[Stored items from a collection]
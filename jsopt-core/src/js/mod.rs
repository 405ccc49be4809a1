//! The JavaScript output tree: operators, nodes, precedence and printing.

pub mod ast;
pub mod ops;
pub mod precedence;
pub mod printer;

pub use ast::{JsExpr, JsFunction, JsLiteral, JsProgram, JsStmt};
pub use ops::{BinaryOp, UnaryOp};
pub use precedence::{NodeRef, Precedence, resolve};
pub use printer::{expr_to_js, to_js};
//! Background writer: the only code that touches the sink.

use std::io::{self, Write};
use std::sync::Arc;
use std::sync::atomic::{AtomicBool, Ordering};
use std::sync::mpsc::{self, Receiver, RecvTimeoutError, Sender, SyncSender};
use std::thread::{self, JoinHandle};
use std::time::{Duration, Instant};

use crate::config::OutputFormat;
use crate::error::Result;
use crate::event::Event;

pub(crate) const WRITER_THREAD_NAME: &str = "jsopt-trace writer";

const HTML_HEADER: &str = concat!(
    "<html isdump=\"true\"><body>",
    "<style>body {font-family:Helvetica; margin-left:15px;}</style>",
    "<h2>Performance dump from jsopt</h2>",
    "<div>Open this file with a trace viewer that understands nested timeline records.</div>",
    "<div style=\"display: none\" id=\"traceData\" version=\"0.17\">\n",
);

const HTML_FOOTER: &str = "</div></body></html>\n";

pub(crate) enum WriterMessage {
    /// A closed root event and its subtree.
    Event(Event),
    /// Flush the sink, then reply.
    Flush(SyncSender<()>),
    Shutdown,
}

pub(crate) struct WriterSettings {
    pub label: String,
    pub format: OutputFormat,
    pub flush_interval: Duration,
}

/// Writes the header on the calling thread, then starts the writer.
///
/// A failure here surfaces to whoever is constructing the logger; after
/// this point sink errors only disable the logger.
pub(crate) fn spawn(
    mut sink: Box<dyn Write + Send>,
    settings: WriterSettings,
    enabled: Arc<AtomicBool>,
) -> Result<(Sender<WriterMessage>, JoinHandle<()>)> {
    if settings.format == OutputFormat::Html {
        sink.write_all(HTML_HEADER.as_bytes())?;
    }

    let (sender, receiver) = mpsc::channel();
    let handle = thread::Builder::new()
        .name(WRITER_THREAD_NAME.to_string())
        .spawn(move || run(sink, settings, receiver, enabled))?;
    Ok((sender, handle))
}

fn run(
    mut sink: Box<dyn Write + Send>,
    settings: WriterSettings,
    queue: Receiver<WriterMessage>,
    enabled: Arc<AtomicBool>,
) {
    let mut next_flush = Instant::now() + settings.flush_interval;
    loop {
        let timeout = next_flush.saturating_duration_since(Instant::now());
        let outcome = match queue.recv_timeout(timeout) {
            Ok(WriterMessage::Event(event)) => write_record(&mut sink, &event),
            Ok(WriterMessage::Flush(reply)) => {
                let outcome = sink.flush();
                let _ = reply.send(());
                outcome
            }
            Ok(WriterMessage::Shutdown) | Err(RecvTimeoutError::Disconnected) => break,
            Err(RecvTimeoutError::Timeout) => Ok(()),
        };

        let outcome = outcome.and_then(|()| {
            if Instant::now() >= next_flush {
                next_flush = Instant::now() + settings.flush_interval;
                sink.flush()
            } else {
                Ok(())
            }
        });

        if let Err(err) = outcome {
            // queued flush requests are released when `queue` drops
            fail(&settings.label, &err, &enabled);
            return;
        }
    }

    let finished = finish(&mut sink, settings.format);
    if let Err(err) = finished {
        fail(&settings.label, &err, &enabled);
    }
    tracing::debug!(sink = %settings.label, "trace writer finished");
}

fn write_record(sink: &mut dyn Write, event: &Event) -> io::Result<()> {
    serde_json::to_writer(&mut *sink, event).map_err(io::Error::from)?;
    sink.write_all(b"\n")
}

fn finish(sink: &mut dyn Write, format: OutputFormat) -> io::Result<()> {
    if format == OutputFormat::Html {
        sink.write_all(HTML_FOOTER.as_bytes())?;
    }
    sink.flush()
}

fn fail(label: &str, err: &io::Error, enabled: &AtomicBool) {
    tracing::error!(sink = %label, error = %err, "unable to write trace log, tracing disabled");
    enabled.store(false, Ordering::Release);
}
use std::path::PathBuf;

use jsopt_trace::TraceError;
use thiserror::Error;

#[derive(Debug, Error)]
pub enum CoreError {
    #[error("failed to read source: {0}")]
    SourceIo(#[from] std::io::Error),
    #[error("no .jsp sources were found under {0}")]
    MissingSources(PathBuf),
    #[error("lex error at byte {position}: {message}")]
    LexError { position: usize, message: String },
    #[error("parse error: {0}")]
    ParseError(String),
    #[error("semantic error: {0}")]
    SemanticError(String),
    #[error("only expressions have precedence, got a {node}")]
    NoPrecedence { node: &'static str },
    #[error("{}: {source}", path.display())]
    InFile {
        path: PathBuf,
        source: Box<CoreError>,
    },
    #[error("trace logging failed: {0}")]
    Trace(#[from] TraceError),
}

PROBLEM REQUIREMENTS:
Retype each line above with no alterations.

SOLVED EXERCISE:
filename jsopt-core/src/js/mod.rs
repository 405ccc49be4809a1
//! The JavaScript output tree: operators, nodes, precedence and printing.

pub mod ast;
pub mod ops;
pub mod precedence;
pub mod printer;

pub use ast::{JsExpr, JsFunction, JsLiteral, JsProgram, JsStmt};
pub use ops::{BinaryOp, UnaryOp};
pub use precedence::{NodeRef, Precedence, resolve};
pub use printer::{expr_to_js, to_js};
//! Background writer: the only code that touches the sink.

use std::io::{self, Write};
use std::sync::Arc;
use std::sync::atomic::{AtomicBool, Ordering};
use std::sync::mpsc::{self, Receiver, RecvTimeoutError, Sender, SyncSender};
use std::thread::{self, JoinHandle};
use std::time::{Duration, Instant};

use crate::config::OutputFormat;
use crate::error::Result;
use crate::event::Event;

pub(crate) const WRITER_THREAD_NAME: &str = "jsopt-trace writer";

const HTML_HEADER: &str = concat!(
    "<html isdump=\"true\"><body>",
    "<style>body {font-family:Helvetica; margin-left:15px;}</style>",
    "<h2>Performance dump from jsopt</h2>",
    "<div>Open this file with a trace viewer that understands nested timeline records.</div>",
    "<div style=\"display: none\" id=\"traceData\" version=\"0.17\">\n",
);

const HTML_FOOTER: &str = "</div></body></html>\n";

pub(crate) enum WriterMessage {
    /// A closed root event and its subtree.
    Event(Event),
    /// Flush the sink, then reply.
    Flush(SyncSender<()>),
    Shutdown,
}

pub(crate) struct WriterSettings {
    pub label: String,
    pub format: OutputFormat,
    pub flush_interval: Duration,
}

/// Writes the header on the calling thread, then starts the writer.
///
/// A failure here surfaces to whoever is constructing the logger; after
/// this point sink errors only disable the logger.
pub(crate) fn spawn(
    mut sink: Box<dyn Write + Send>,
    settings: WriterSettings,
    enabled: Arc<AtomicBool>,
) -> Result<(Sender<WriterMessage>, JoinHandle<()>)> {
    if settings.format == OutputFormat::Html {
        sink.write_all(HTML_HEADER.as_bytes())?;
    }

    let (sender, receiver) = mpsc::channel();
    let handle = thread::Builder::new()
        .name(WRITER_THREAD_NAME.to_string())
        .spawn(move || run(sink, settings, receiver, enabled))?;
    Ok((sender, handle))
}

fn run(
    mut sink: Box<dyn Write + Send>,
    settings: WriterSettings,
    queue: Receiver<WriterMessage>,
    enabled: Arc<AtomicBool>,
) {
    let mut next_flush = Instant::now() + settings.flush_interval;
    loop {
        let timeout = next_flush.saturating_duration_since(Instant::now());
        let outcome = match queue.recv_timeout(timeout) {
            Ok(WriterMessage::Event(event)) => write_record(&mut sink, &event),
            Ok(WriterMessage::Flush(reply)) => {
                let outcome = sink.flush();
                let _ = reply.send(());
                outcome
            }
            Ok(WriterMessage::Shutdown) | Err(RecvTimeoutError::Disconnected) => break,
            Err(RecvTimeoutError::Timeout) => Ok(()),
        };

        let outcome = outcome.and_then(|()| {
            if Instant::now() >= next_flush {
                next_flush = Instant::now() + settings.flush_interval;
                sink.flush()
            } else {
                Ok(())
            }
        });

        if let Err(err) = outcome {
            // queued flush requests are released when `queue` drops
            fail(&settings.label, &err, &enabled);
            return;
        }
    }

    let finished = finish(&mut sink, settings.format);
    if let Err(err) = finished {
        fail(&settings.label, &err, &enabled);
    }
    tracing::debug!(sink = %settings.label, "trace writer finished");
}

fn write_record(sink: &mut dyn Write, event: &Event) -> io::Result<()> {
    serde_json::to_writer(&mut *sink, event).map_err(io::Error::from)?;
    sink.write_all(b"\n")
}

fn finish(sink: &mut dyn Write, format: OutputFormat) -> io::Result<()> {
    if format == OutputFormat::Html {
        sink.write_all(HTML_FOOTER.as_bytes())?;
    }
    sink.flush()
}

fn fail(label: &str, err: &io::Error, enabled: &AtomicBool) {
    tracing::error!(sink = %label, error = %err, "unable to write trace log, tracing disabled");
    enabled.store(false, Ordering::Release);
}
use std::path::PathBuf;

use jsopt_trace::TraceError;
use thiserror::Error;

#[derive(Debug, Error)]
pub enum CoreError {
    #[error("failed to read source: {0}")]
    SourceIo(#[from] std::io::Error),
    #[error("no .jsp sources were found under {0}")]
    MissingSources(PathBuf),
    #[error("lex error at byte {position}: {message}")]
    LexError { position: usize, message: String },
    #[error("parse error: {0}")]
    ParseError(String),
    #[error("semantic error: {0}")]
    SemanticError(String),
    #[error("only expressions have precedence, got a {node}")]
    NoPrecedence { node: &'static str },
    #[error("{}: {source}", path.display())]
    InFile {
        path: PathBuf,
        source: Box<CoreError>,
    },
    #[error("trace logging failed: {0}")]
    Trace(#[from] TraceError),
}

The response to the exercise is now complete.